To address the font issue, you can use a simple utility script to scan through the HTML file and replace font references. Here is a little example that replaces all fonts with one of the :ref:`Base-14-Fonts`: serifed fonts will become "Times", non-serifed "Helvetica" and monospaced will become "Courier". Their respective variations for "bold", "italic", etc. are hopefully done correctly by your browser::

 import sys
 filename = sys.argv[1]
 otext = open(filename).read()                 # original html text string
 pos1 = 0                                      # search start poition
 font_serif = "font-family:Times"              # enter ...
 font_sans  = "font-family:Helvetica"          # ... your choices ...

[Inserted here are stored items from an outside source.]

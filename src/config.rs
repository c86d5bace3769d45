// Copyright © 2024 The vfio-pci Authors
//
// SPDX-License-Identifier: Apache-2.0 OR BSD-3-Clause
//

//! Config space proxying.
//!
//! Most of the physical config space is passed straight through to
//! the channel. The BAR registers, the expansion ROM register and the
//! MSI/MSI-X capability windows are served from a local image so that
//! guest-programmed values never reach the device registers that the
//! host still relies on.

use crate::channel::VfioChannelOps;
use crate::interrupt::InterruptUpdateAction;
use crate::msi::MsiCapability;
use crate::msix::MsixCapability;

pub const PCI_CONFIG_SPACE_SIZE: u32 = 0x100;
pub const PCI_CONFIG_HEADER_SIZE: u32 = 0x40;

pub const PCI_COMMAND: u32 = 0x04;
pub const PCI_STATUS: u32 = 0x06;
pub const PCI_HEADER_TYPE: u32 = 0x0e;
pub const PCI_BASE_ADDRESS_0: u32 = 0x10;
pub const PCI_ROM_ADDRESS: u32 = 0x30;
pub const PCI_CAPABILITY_LIST: u32 = 0x34;
pub const PCI_INTERRUPT_PIN: u32 = 0x3d;

pub const PCI_STATUS_CAP_LIST: u16 = 0x10;
pub const PCI_HEADER_TYPE_MULTI_FUNCTION: u8 = 0x80;

pub const PCI_CAP_ID_MSI: u8 = 0x05;
pub const PCI_CAP_ID_MSIX: u8 = 0x11;

const PCI_NUM_BAR_BYTES: u32 = 24;

/// Walk the capability list looking for the given id.
///
/// The walk is bounded so a corrupted list on the device cannot spin
/// us forever, and pointers into the header are rejected.
pub fn find_capability(channel: &dyn VfioChannelOps, cap_id: u8) -> Option<u32> {
    let status = channel.read_config_word(PCI_STATUS);
    if status & PCI_STATUS_CAP_LIST == 0 {
        return None;
    }

    let mut pos = u32::from(channel.read_config_byte(PCI_CAPABILITY_LIST)) & !0x3;
    let max = (PCI_CONFIG_SPACE_SIZE - PCI_CONFIG_HEADER_SIZE) / 4;

    for _ in 0..max {
        if pos < PCI_CONFIG_HEADER_SIZE {
            break;
        }

        let id = channel.read_config_byte(pos);
        if id == 0xff || id == 0 {
            break;
        }
        if id == cap_id {
            return Some(pos);
        }

        pos = u32::from(channel.read_config_byte(pos + 1)) & !0x3;
    }

    None
}

pub struct PciConfig {
    image: [u8; PCI_CONFIG_SPACE_SIZE as usize],
    pub msi: Option<MsiCapability>,
    pub msix: Option<MsixCapability>,
}

impl PciConfig {
    /// Snapshot the physical config space and locate the MSI and
    /// MSI-X capabilities.
    ///
    /// Stale BAR and ROM values left by the host are scrubbed from
    /// the local image, and the multi-function bit is cleared since
    /// sibling functions are never exposed together.
    pub fn probe(channel: &dyn VfioChannelOps) -> Self {
        let mut image = [0xffu8; PCI_CONFIG_SPACE_SIZE as usize];
        for (i, chunk) in image.chunks_mut(4).enumerate() {
            let val = channel.read_config_dword(i as u32 * 4);
            chunk.copy_from_slice(&val.to_le_bytes());
        }

        for i in PCI_BASE_ADDRESS_0..PCI_BASE_ADDRESS_0 + PCI_NUM_BAR_BYTES {
            image[i as usize] = 0;
        }
        for i in PCI_ROM_ADDRESS..PCI_ROM_ADDRESS + 4 {
            image[i as usize] = 0;
        }
        image[PCI_HEADER_TYPE as usize] &= !PCI_HEADER_TYPE_MULTI_FUNCTION;

        let msi = find_capability(channel, PCI_CAP_ID_MSI)
            .map(|pos| MsiCapability::new(pos, channel.read_config_word(pos + 2)));

        let msix = find_capability(channel, PCI_CAP_ID_MSIX).map(|pos| {
            MsixCapability::new(
                pos,
                channel.read_config_word(pos + 2),
                channel.read_config_dword(pos + 4),
                channel.read_config_dword(pos + 8),
            )
        });

        if let Some(cap) = &msi {
            debug!("MSI capability at 0x{:x}", cap.offset);
        }
        if let Some(cap) = &msix {
            debug!(
                "MSI-X capability at 0x{:x}, {} entries, table in BAR{} at 0x{:x}",
                cap.offset,
                cap.table_size(),
                cap.table_bir(),
                cap.table_offset()
            );
        }

        PciConfig { image, msi, msix }
    }

    fn emulated(&self, offset: u32, len: u32) -> bool {
        let end = u64::from(offset) + u64::from(len);
        let overlap = |start: u32, size: u32| end > u64::from(start) && offset < start + size;

        if overlap(PCI_BASE_ADDRESS_0, PCI_NUM_BAR_BYTES) || overlap(PCI_ROM_ADDRESS, 4) {
            return true;
        }
        if let Some(cap) = &self.msi {
            if cap.contains(offset, len) {
                return true;
            }
        }
        if let Some(cap) = &self.msix {
            if cap.contains(offset, len) {
                return true;
            }
        }

        false
    }

    /// Guest config read. Emulated ranges come from the local image,
    /// everything else from the device; a dead channel reads as
    /// all-ones.
    pub fn read(&self, channel: &dyn VfioChannelOps, offset: u32, data: &mut [u8]) {
        let len = data.len() as u32;
        if u64::from(offset) + u64::from(len) > u64::from(PCI_CONFIG_SPACE_SIZE) {
            for byte in data.iter_mut() {
                *byte = 0xff;
            }
            return;
        }

        if self.emulated(offset, len) {
            data.copy_from_slice(&self.image[offset as usize..(offset + len) as usize]);
            return;
        }

        if channel.config_read(offset, data).is_err() {
            warn!("config read at 0x{:x} failed, returning all-ones", offset);
            for byte in data.iter_mut() {
                *byte = 0xff;
            }
        }
    }

    /// Guest config write. The write is forwarded to the device
    /// first, then mirrored into the local image, then checked for an
    /// interrupt mode transition. At most one transition can result
    /// from a single write.
    pub fn write(
        &mut self,
        channel: &dyn VfioChannelOps,
        offset: u32,
        data: &[u8],
    ) -> Option<InterruptUpdateAction> {
        let len = data.len() as u32;
        if u64::from(offset) + u64::from(len) > u64::from(PCI_CONFIG_SPACE_SIZE) {
            return None;
        }

        if let Err(e) = channel.config_write(offset, data) {
            warn!("config write at 0x{:x} failed: {}", offset, e);
        }

        if self.emulated(offset, len) || offset < PCI_CONFIG_HEADER_SIZE {
            self.image[offset as usize..(offset + len) as usize].copy_from_slice(data);
        }

        if let Some(cap) = self.msi.as_mut() {
            if cap.contains(offset, len) {
                let was_enabled = cap.enabled();
                // A write may start below the window; only the tail
                // that lands inside it reaches the shadow registers.
                let skip = cap.offset.saturating_sub(offset);
                cap.update(u64::from(offset + skip - cap.offset), &data[skip as usize..]);
                return match (was_enabled, cap.enabled()) {
                    (false, true) => Some(InterruptUpdateAction::EnableMsi),
                    (true, false) => Some(InterruptUpdateAction::DisableMsi),
                    _ => None,
                };
            }
        }

        if let Some(cap) = self.msix.as_mut() {
            if cap.contains(offset, len) {
                let was_enabled = cap.enabled();
                let skip = cap.offset.saturating_sub(offset);
                cap.update(u64::from(offset + skip - cap.offset), &data[skip as usize..]);
                return match (was_enabled, cap.enabled()) {
                    (false, true) => Some(InterruptUpdateAction::EnableMsix),
                    (true, false) => Some(InterruptUpdateAction::DisableMsix),
                    _ => None,
                };
            }
        }

        None
    }

    pub fn interrupt_pin(&self) -> u8 {
        self.image[PCI_INTERRUPT_PIN as usize]
    }
}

 font_mono  = "font-family:Courier"            # ... here
 found_one  = False                            # true if search successfull

 while True:
     pos0 = otext.find("font-family:", pos1)   # start of a font spec
     if pos0 < 0:                              # none found - we are done
         break
     pos1 = otext.find(";", pos0)              # end of font spec
     test = otext[pos0 : pos1]                 # complete font spec string
     testn = ""                                # the new font spec string
     if test.endswith(",serif"):               # font with serifs?

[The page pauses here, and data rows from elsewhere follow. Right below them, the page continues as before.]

// Copyright © 2024 The vfio-pci Authors
//
// SPDX-License-Identifier: Apache-2.0 OR BSD-3-Clause
//

//! IOMMU isolation domains.
//!
//! Every attached function belongs to exactly one domain. Devices can
//! bring their own domain descriptor, share one crate-wide domain, or
//! get a freshly opened one of their own. Guest memory is bound per
//! domain, through the channel of one of its members, and new domains
//! get the already known regions replayed into them on creation.

use std::fs::{File, OpenOptions};
use std::io;
use std::os::unix::io::{AsRawFd, RawFd};
use std::sync::Arc;

use thiserror::Error;

use crate::channel::{ChannelError, VfioChannelOps};
use crate::dma::DmaTranslator;
use crate::PciHostAddress;

const UIOMMU_DEVICE: &str = "/dev/uiommu";

#[derive(Debug, Error)]
pub enum IommuError {
    #[error("Failed to open {UIOMMU_DEVICE}: {0}")]
    OpenDomainDevice(#[source] io::Error),
    #[error("Device {0} is not a member of any domain")]
    NotAMember(PciHostAddress),
    #[error(transparent)]
    Channel(#[from] ChannelError),
}

pub type Result<T> = std::result::Result<T, IommuError>;

/// How a device picks its isolation domain at attach.
#[derive(Clone, Copy, Debug, PartialEq, Eq)]
pub enum DomainSelector {
    /// Join the domain behind a descriptor the caller owns.
    External(RawFd),
    /// Join the shared domain, creating it on first use.
    Shared,
    /// Open a private domain.
    Isolated,
}

/// A guest-physical memory region eligible for DMA.
#[derive(Clone, Copy, Debug, PartialEq, Eq)]
pub struct GuestRegion {
    pub iova: u64,
    pub vaddr: u64,
    pub size: u64,
}

struct IommuDomain {
    fd: RawFd,
    // Present when this registry opened the descriptor and owns it.
    file: Option<File>,
    shared: bool,
    members: Vec<(PciHostAddress, Arc<dyn VfioChannelOps>)>,
    translator: DmaTranslator,
}

#[derive(Default)]
pub struct DomainRegistry {
    domains: Vec<IommuDomain>,
    regions: Vec<GuestRegion>,
}

impl DomainRegistry {
    pub fn new() -> Self {
        Default::default()
    }

    /// Attach a device to the domain its selector names. The first
    /// member of a fresh domain pays for binding all current guest
    /// regions into it.
    pub fn join(
        &mut self,
        host: PciHostAddress,
        channel: Arc<dyn VfioChannelOps>,
        selector: DomainSelector,
    ) -> Result<()> {
        let index = match selector {
            DomainSelector::External(fd) => {
                match self.domains.iter().position(|d| d.fd == fd) {
                    Some(i) => i,
                    None => self.push_domain(fd, None, false),
                }
            }
            DomainSelector::Shared => match self.domains.iter().position(|d| d.shared) {
                Some(i) => i,
                None => {
                    let file = Self::open_domain()?;
                    let fd = file.as_raw_fd();
                    self.push_domain(fd, Some(file), true)
                }
            },
            DomainSelector::Isolated => {
                let file = Self::open_domain()?;
                let fd = file.as_raw_fd();
                self.push_domain(fd, Some(file), false)
            }
        };

        let domain = &mut self.domains[index];
        channel.set_iommu_domain(Some(domain.fd))?;
        let first_member = domain.members.is_empty();
        domain.members.push((host, channel.clone()));
        info!("{} joined IOMMU domain fd {}", host, domain.fd);

        if first_member {
            for region in &self.regions {
                domain
                    .translator
                    .add_region(channel.as_ref(), region.iova, region.vaddr, region.size)?;
            }
        }

        Ok(())
    }

    /// Detach a device from its domain. The domain dies with its last
    /// member; descriptors the registry opened are closed, borrowed
    /// ones are handed back untouched.
    pub fn leave(&mut self, host: &PciHostAddress) -> Result<()> {
        let index = self
            .domains
            .iter()
            .position(|d| d.members.iter().any(|(h, _)| h == host))
            .ok_or(IommuError::NotAMember(*host))?;

        let domain = &mut self.domains[index];
        let member = domain.members.iter().position(|(h, _)| h == host);
        let channel = match member {
            Some(i) => domain.members.remove(i).1,
            None => return Err(IommuError::NotAMember(*host)),
        };

        if domain.members.is_empty() && domain.file.is_none() {
            // The borrowed domain outlives us, take our bindings out.
            domain.translator.clear(channel.as_ref());
        }

        channel.set_iommu_domain(None)?;
        info!("{} left IOMMU domain fd {}", host, domain.fd);

        if self.domains[index].members.is_empty() {
            self.domains.remove(index);
        }

        Ok(())
    }

    /// Guest memory appeared: bind it into every live domain.
    pub fn add_region(&mut self, region: GuestRegion) {
        self.regions.push(region);
        for domain in self.domains.iter_mut() {
            if let Some(channel) = domain.members.first().map(|(_, c)| c.clone()) {
                if let Err(e) = domain.translator.add_region(
                    channel.as_ref(),
                    region.iova,
                    region.vaddr,
                    region.size,
                ) {
                    error!(
                        "failed to bind region iova 0x{:x} into domain fd {}: {}",
                        region.iova, domain.fd, e
                    );
                }
            }
        }
    }

    /// Guest memory went away: unbind it from every live domain.
    pub fn remove_region(&mut self, region: GuestRegion) {
        self.regions.retain(|r| *r != region);
        for domain in self.domains.iter_mut() {
            if let Some(channel) = domain.members.first().map(|(_, c)| c.clone()) {
                if let Err(e) = domain.translator.remove_region(
                    channel.as_ref(),
                    region.iova,
                    region.vaddr,
                    region.size,
                ) {
                    warn!(
                        "failed to unbind region iova 0x{:x} from domain fd {}: {}",
                        region.iova, domain.fd, e
                    );
                }
            }
        }
    }

    fn push_domain(&mut self, fd: RawFd, file: Option<File>, shared: bool) -> usize {
        self.domains.push(IommuDomain {
            fd,
            file,
            shared,
            members: Vec::new(),
            translator: DmaTranslator::new(),
        });
        self.domains.len() - 1
    }

    fn open_domain() -> Result<File> {
        OpenOptions::new()
            .read(true)
            .write(true)
            .open(UIOMMU_DEVICE)
            .map_err(IommuError::OpenDomainDevice)
    }
}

         testn = font_serif                    # use Times instead
     elif test.endswith(",sans-serif"):        # sans serifs font?
         testn = font_sans                     # use Helvetica
     elif test.endswith(",monospace"):         # monospaced font?
         testn = font_mono                     # becomes Courier
 
     if testn != "":                           # any of the above found?
         otext = otext.replace(test, testn)    # change the source
         found_one = True
         pos1 = 0                              # start over
 
 if found_one:
     ofile = open(filename + ".html", "w")
     ofile.write(otext)
     ofile.close()
 else:
     print("Warning: could not find any font specs!")



DICT (or JSON)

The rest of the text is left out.